AMSA says it has detained the Vega Auriga on three occasions since 25 July 2013 with repeated concerns for the welfare of the crew including improper payment of wages, inadequate living and working conditions and inadequate maintenance resulting in an unseaworthy and substandard vessel.
General Manager of AMSA’s Ship Safety Division, Allan Schwartz, said vessels entering Australian ports must ensure they meet minimum international standards, including that of the recently ratified Maritime Labour Convention 2006, which sets comprehensive minimum requirements for almost all aspects of working and living conditions for the world’s 1.5 million seafarers.
“Vessels that do not meet such standards, including standards for the welfare and treatment of crew, pose an increased risk to seafarers, safe operations and the marine environment,” said Schwartz.
“Seafarer welfare is just as important as the proper maintenance of ship equipment, and an integral part of safe operations. A failure in either system could lead to serious accidents,” Schwartz added.

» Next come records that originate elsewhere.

use regex::Regex;

/// Finds `href` attribute values in raw HTML.
///
/// Double-quoted, single-quoted and unquoted values are accepted. This is a
/// pattern scan rather than a DOM parse, so malformed markup never fails; a
/// page without anchors just yields nothing.
pub struct HrefScanner {
    pattern: Regex,
}

impl HrefScanner {
    pub fn new() -> Self {
        let pattern = Regex::new(r#"(?i)(?:^|[\s<])href\s*=\s*(?:"([^"]*)"|'([^']*)'|([^\s"'<>`=]+))"#)
            .expect("href pattern is a valid regex");
        Self { pattern }
    }

    pub fn scan(&self, html: &str) -> Vec<String> {
        self.pattern
            .captures_iter(html)
            .filter_map(|caps| caps.get(1).or_else(|| caps.get(2)).or_else(|| caps.get(3)))
            .map(|m| decode_entities(m.as_str().trim()))
            .collect()
    }
}

impl Default for HrefScanner {
    fn default() -> Self {
        Self::new()
    }
}

fn decode_entities(value: &str) -> String {
    if !value.contains('&') {
        return value.to_string();
    }
    value
        .replace("&amp;", "&")
        .replace("&#38;", "&")
        .replace("&#x2F;", "/")
        .replace("&#47;", "/")
}

#[cfg(test)]
mod tests {
    use super::*;

    #[test]
    fn test_quote_styles() {
        let html = r#"<a href="/a">A</a> <a href='/b'>B</a> <a href=/c>C</a>"#;
        assert_eq!(HrefScanner::new().scan(html), vec!["/a", "/b", "/c"]);
    }

    #[test]
    fn test_case_and_spacing() {
        let html = r#"<A HREF = "/upper">x</A><link rel="stylesheet" href="/s.css">"#;
        assert_eq!(HrefScanner::new().scan(html), vec!["/upper", "/s.css"]);
    }

    #[test]
    fn test_prefixed_attributes_ignored() {
        let html = r#"<div data-href="/not-a-link" x-href='/nope'><a
            href="/yes">Y</a></div>"#;
        assert_eq!(HrefScanner::new().scan(html), vec!["/yes"]);
    }

    #[test]
    fn test_no_anchors() {
        assert!(HrefScanner::new().scan("<html><body>plain</body></html>").is_empty());
    }

    #[test]
    fn test_entities_decoded() {
        let html = r#"<a href="/search?q=a&amp;page=2">"#;
        assert_eq!(HrefScanner::new().scan(html), vec!["/search?q=a&page=2"]);
    }

    #[test]
    fn test_unquoted_stops_at_tag_end() {
        let html = "<a href=/x>X</a>";
        assert_eq!(HrefScanner::new().scan(html), vec!["/x"]);
    }
}
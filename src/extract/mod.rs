mod classify;
mod href;
mod page;

pub use classify::{Classifier, Decision, Href, SkipReason, normalize_internal, resolve_relative};
pub use href::HrefScanner;
pub use page::{canonical_path, is_page_file};

use crate::config::Config;
use crate::fs::{FileSystem, default_fs};
use crate::model::{GraphDocument, Link, LinkKind, Node};
use ignore::WalkBuilder;
use rayon::prelude::*;
use std::io;
use std::path::{Path, PathBuf};
use thiserror::Error;
use tracing::{debug, info};

#[derive(Debug, Error)]
pub enum ExtractError {
    #[error("Build directory not found: {0}")]
    RootNotFound(PathBuf),
    #[error("Failed to walk build directory: {0}")]
    Walk(#[from] ignore::Error),
    #[error("Failed to read {path}: {source}")]
    Read {
        path: PathBuf,
        #[source]
        source: io::Error,
    },
    #[error("Not valid UTF-8: {0}")]
    Encoding(PathBuf),
    #[error("Failed to serialize graph: {0}")]
    Serialize(#[from] serde_json::Error),
    #[error("Failed to write {path}: {source}")]
    Write {
        path: PathBuf,
        #[source]
        source: io::Error,
    },
}

/// Counters for hrefs that did not become edges.
#[derive(Debug, Clone, Copy, Default, PartialEq, Eq)]
pub struct ExtractStats {
    pub pages: usize,
    pub hrefs: usize,
    pub assets: usize,
    pub ignored: usize,
    pub excluded: usize,
    pub self_loops: usize,
    pub nav_suppressed: usize,
}

impl ExtractStats {
    fn record(&mut self, reason: SkipReason) {
        match reason {
            SkipReason::Asset => self.assets += 1,
            SkipReason::Ignored => self.ignored += 1,
            SkipReason::ExcludedDomain => self.excluded += 1,
            SkipReason::SelfLoop => self.self_loops += 1,
            SkipReason::NavSuppressed => self.nav_suppressed += 1,
        }
    }

    fn merge(&mut self, other: &ExtractStats) {
        self.pages += other.pages;
        self.hrefs += other.hrefs;
        self.assets += other.assets;
        self.ignored += other.ignored;
        self.excluded += other.excluded;
        self.self_loops += other.self_loops;
        self.nav_suppressed += other.nav_suppressed;
    }
}

#[derive(Debug, Clone)]
pub struct Extraction {
    pub document: GraphDocument,
    pub stats: ExtractStats,
}

/// Everything one page contributes, built independently of other pages.
#[derive(Debug, Default)]
struct PageScan {
    nodes: Vec<Node>,
    links: Vec<Link>,
    stats: ExtractStats,
}

pub struct Extractor<'a> {
    config: &'a Config,
    fs: &'a dyn FileSystem,
    scanner: HrefScanner,
}

impl<'a> Extractor<'a> {
    pub fn new(config: &'a Config) -> Self {
        Self::with_fs(config, default_fs())
    }

    pub fn with_fs(config: &'a Config, fs: &'a dyn FileSystem) -> Self {
        Self {
            config,
            fs,
            scanner: HrefScanner::new(),
        }
    }

    /// All page files under `root`, sorted so repeated runs agree.
    pub fn discover_pages(&self, root: &Path) -> Result<Vec<PathBuf>, ExtractError> {
        if !root.is_dir() {
            return Err(ExtractError::RootNotFound(root.to_path_buf()));
        }

        let walker = WalkBuilder::new(root)
            .standard_filters(false)
            .follow_links(false)
            .build();

        let mut pages = Vec::new();
        for entry in walker {
            let entry = entry?;
            if !entry.file_type().is_some_and(|t| t.is_file()) {
                continue;
            }
            let Some(name) = entry.file_name().to_str() else {
                continue;
            };
            if is_page_file(name, self.config.extract.pages) {
                pages.push(entry.into_path());
            }
        }

        pages.sort();
        Ok(pages)
    }

    pub fn extract(&self, root: &Path) -> Result<Extraction, ExtractError> {
        let pages = self.discover_pages(root)?;
        info!("Scanning {} pages under {}", pages.len(), root.display());

        let scans = pages
            .par_iter()
            .map(|file| self.scan_page(root, file))
            .collect::<Result<Vec<_>, _>>()?;

        let mut nodes = Vec::new();
        let mut links = Vec::new();
        let mut stats = ExtractStats::default();
        for scan in scans {
            nodes.extend(scan.nodes);
            links.extend(scan.links);
            stats.merge(&scan.stats);
        }

        let mut document = GraphDocument::new(nodes, links);
        document.dedup_nodes();

        info!(
            "Extracted {} nodes and {} links ({} assets, {} nav links suppressed)",
            document.nodes.len(),
            document.links.len(),
            stats.assets,
            stats.nav_suppressed
        );

        Ok(Extraction { document, stats })
    }

    fn scan_page(&self, root: &Path, file: &Path) -> Result<PageScan, ExtractError> {
        let page_path =
            canonical_path(root, file).ok_or_else(|| ExtractError::Encoding(file.to_path_buf()))?;

        let html = self.fs.read_to_string(file).map_err(|e| {
            if e.kind() == io::ErrorKind::InvalidData {
                ExtractError::Encoding(file.to_path_buf())
            } else {
                ExtractError::Read {
                    path: file.to_path_buf(),
                    source: e,
                }
            }
        })?;

        Ok(self.scan_html(&page_path, &html))
    }

    fn scan_html(&self, page_path: &str, html: &str) -> PageScan {
        let classifier = Classifier::new(&self.config.extract, &self.config.nav);
        let mut scan = PageScan::default();
        scan.stats.pages = 1;
        scan.nodes.push(Node::page(page_path));

        for href in self.scanner.scan(html) {
            scan.stats.hrefs += 1;
            match classifier.decide(page_path, &href) {
                Decision::Edge { target, kind } => {
                    match kind {
                        LinkKind::External => scan.nodes.push(Node::external(&target)),
                        LinkKind::Asset => {}
                        _ if self.config.extract.include_unscanned_targets => {
                            scan.nodes.push(Node::page(&target))
                        }
                        _ => {}
                    }
                    scan.links.push(Link::new(page_path, target, kind));
                }
                Decision::Skip(reason) => {
                    debug!("{}: skipping {:?} ({:?})", page_path, href, reason);
                    scan.stats.record(reason);
                }
            }
        }

        scan
    }
}

/// Serialize `document` as 2-space pretty JSON at `out`, creating the
/// parent directory when missing.
pub fn write_document(
    document: &GraphDocument,
    out: &Path,
    fs: &dyn FileSystem,
) -> Result<(), ExtractError> {
    let json = document.to_json_pretty()?;

    if let Some(parent) = out.parent().filter(|p| !p.as_os_str().is_empty()) {
        if !fs.exists(parent) {
            fs.create_dir_all(parent).map_err(|e| ExtractError::Write {
                path: parent.to_path_buf(),
                source: e,
            })?;
        }
    }

    fs.write(out, &json).map_err(|e| ExtractError::Write {
        path: out.to_path_buf(),
        source: e,
    })
}
use crate::config::PageMode;
use std::path::{Component, Path};

const INDEX_FILE: &str = "index.html";

/// Whether a file name counts as a page under `mode`.
pub fn is_page_file(name: &str, mode: PageMode) -> bool {
    match mode {
        PageMode::Index => name == INDEX_FILE,
        PageMode::All => name.ends_with(".html"),
    }
}

/// Canonical site path of a page file.
///
/// `index.html` maps to its directory (`/` for the root, never `/.`), any
/// other `.html` file maps to its path with the suffix removed. Returns
/// `None` for files outside `root` or names that are not valid UTF-8.
pub fn canonical_path(root: &Path, file: &Path) -> Option<String> {
    let rel = file.strip_prefix(root).ok()?;
    let name = rel.file_name()?.to_str()?;

    let mut segments = Vec::new();
    if let Some(parent) = rel.parent() {
        for component in parent.components() {
            match component {
                Component::Normal(s) => segments.push(s.to_str()?.to_string()),
                Component::CurDir => {}
                _ => return None,
            }
        }
    }

    if name != INDEX_FILE {
        segments.push(name.strip_suffix(".html")?.to_string());
    }

    Some(format!("/{}", segments.join("/")))
}
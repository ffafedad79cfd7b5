use clap::{Parser, Subcommand};
use std::path::PathBuf;

pub const DEFAULT_DIST: &str = "dist";
pub const DEFAULT_OUT: &str = "public/graph.json";
pub const DEFAULT_GRAPH: &str = "public/graph.json";

#[derive(Parser, Debug)]
#[command(name = "sitegraph")]
#[command(about = "Extract the link graph of a built static site and explore page neighborhoods")]
#[command(version)]
pub struct Cli {
    /// With no subcommand, generates ./public/graph.json from ./dist
    #[command(subcommand)]
    pub command: Option<Command>,
}

#[derive(Subcommand, Debug, Clone)]
pub enum Command {
    /// Extract the link graph from a build output directory
    Generate(GenerateArgs),

    /// Show the pages within a hop limit of a location
    Neighborhood(NeighborhoodArgs),

    /// Lay out a neighborhood headlessly and print node positions
    Layout(LayoutArgs),

    /// Serve the interactive neighborhood viewer
    Serve(ServeArgs),

    /// Generate a starter .sitegraph.toml configuration file
    Init(InitArgs),
}

#[derive(Parser, Debug, Clone)]
pub struct GenerateArgs {
    /// Build output directory to scan
    #[arg(long, default_value = DEFAULT_DIST)]
    pub dist: PathBuf,

    /// Where to write the graph artifact
    #[arg(long, default_value = DEFAULT_OUT)]
    pub out: PathBuf,

    /// Scan every .html file instead of only index.html pages
    #[arg(long)]
    pub all_pages: bool,
}

impl Default for GenerateArgs {
    fn default() -> Self {
        Self {
            dist: PathBuf::from(DEFAULT_DIST),
            out: PathBuf::from(DEFAULT_OUT),
            all_pages: false,
        }
    }
}

#[derive(Parser, Debug, Clone)]
pub struct NeighborhoodArgs {
    /// Browsing location to start from (e.g. /blog/my-post/)
    pub location: String,

    /// Graph artifact path or URL
    #[arg(long, default_value = DEFAULT_GRAPH)]
    pub graph: String,

    /// Hop limit (defaults to the configured default_hops)
    #[arg(long)]
    pub hops: Option<usize>,

    /// Output format
    #[arg(short, long, default_value = "markdown")]
    pub format: OutputFormat,

    /// Output file (defaults to stdout)
    #[arg(short, long)]
    pub output: Option<PathBuf>,
}

#[derive(Parser, Debug, Clone)]
pub struct LayoutArgs {
    /// Browsing location to start from
    pub location: String,

    /// Graph artifact path or URL
    #[arg(long, default_value = DEFAULT_GRAPH)]
    pub graph: String,

    /// Hop limit (defaults to the configured default_hops)
    #[arg(long)]
    pub hops: Option<usize>,

    /// Viewport width
    #[arg(long, default_value = "800")]
    pub width: f64,

    /// Viewport height
    #[arg(long, default_value = "600")]
    pub height: f64,

    /// Maximum simulation ticks
    #[arg(long, default_value = "300")]
    pub ticks: usize,

    /// Output file (defaults to stdout)
    #[arg(short, long)]
    pub output: Option<PathBuf>,
}

#[derive(Parser, Debug, Clone)]
pub struct ServeArgs {
    /// Graph artifact path or URL
    #[arg(long, default_value = DEFAULT_GRAPH)]
    pub graph: String,

    /// Port for HTTP server
    #[arg(long, default_value = "3000")]
    pub port: u16,

    /// Open browser automatically
    #[arg(long)]
    pub open: bool,
}

#[derive(Parser, Debug, Clone)]
pub struct InitArgs {
    /// Path where to create .sitegraph.toml (defaults to current directory)
    #[arg(default_value = ".")]
    pub path: PathBuf,
}

#[derive(Debug, Clone, Copy, Default, PartialEq, Eq, clap::ValueEnum)]
pub enum OutputFormat {
    #[default]
    Markdown,
    Json,
}

#[cfg(test)]
mod tests {
    use super::*;

    #[test]
    fn test_no_subcommand() {
        let cli = Cli::try_parse_from(["sitegraph"]).unwrap();
        assert!(cli.command.is_none());
    }

    #[test]
    fn test_generate_defaults() {
        let cli = Cli::try_parse_from(["sitegraph", "generate"]).unwrap();
        let Some(Command::Generate(args)) = cli.command else {
            panic!("expected generate");
        };
        assert_eq!(args.dist, PathBuf::from("dist"));
        assert_eq!(args.out, PathBuf::from("public/graph.json"));
        assert!(!args.all_pages);
    }

    #[test]
    fn test_neighborhood_args() {
        let cli = Cli::try_parse_from([
            "sitegraph",
            "neighborhood",
            "/blog/",
            "--hops",
            "3",
            "--format",
            "json",
        ])
        .unwrap();
        let Some(Command::Neighborhood(args)) = cli.command else {
            panic!("expected neighborhood");
        };
        assert_eq!(args.location, "/blog/");
        assert_eq!(args.hops, Some(3));
        assert_eq!(args.format, OutputFormat::Json);
    }

    #[test]
    fn test_serve_port() {
        let cli = Cli::try_parse_from(["sitegraph", "serve", "--port", "8080"]).unwrap();
        let Some(Command::Serve(args)) = cli.command else {
            panic!("expected serve");
        };
        assert_eq!(args.port, 8080);
        assert_eq!(args.graph, DEFAULT_GRAPH);
    }
}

AMSA notes that Australia has ratified MLC 2006 and that Australia takes its responsibilities for ensuring compliance with all international safety conventions very seriously.
Schwartz commented: “Seafarers live a tough life under even the best of circumstances, spending many months at sea away from family and friends.”
The ban prohibits the MV Vega Auriga from using or entering any Australian ports and will stay in place for three months, AMSA said.
In both their July 2013 and June 2014 detention lists, AMSA listed the owner of the MV Vega Auriga as Schifffahrtsgesellschaft mbH & Co KG of Germany and the ISM company as Vega-Reederei GmbH & Co KG, also of Germany.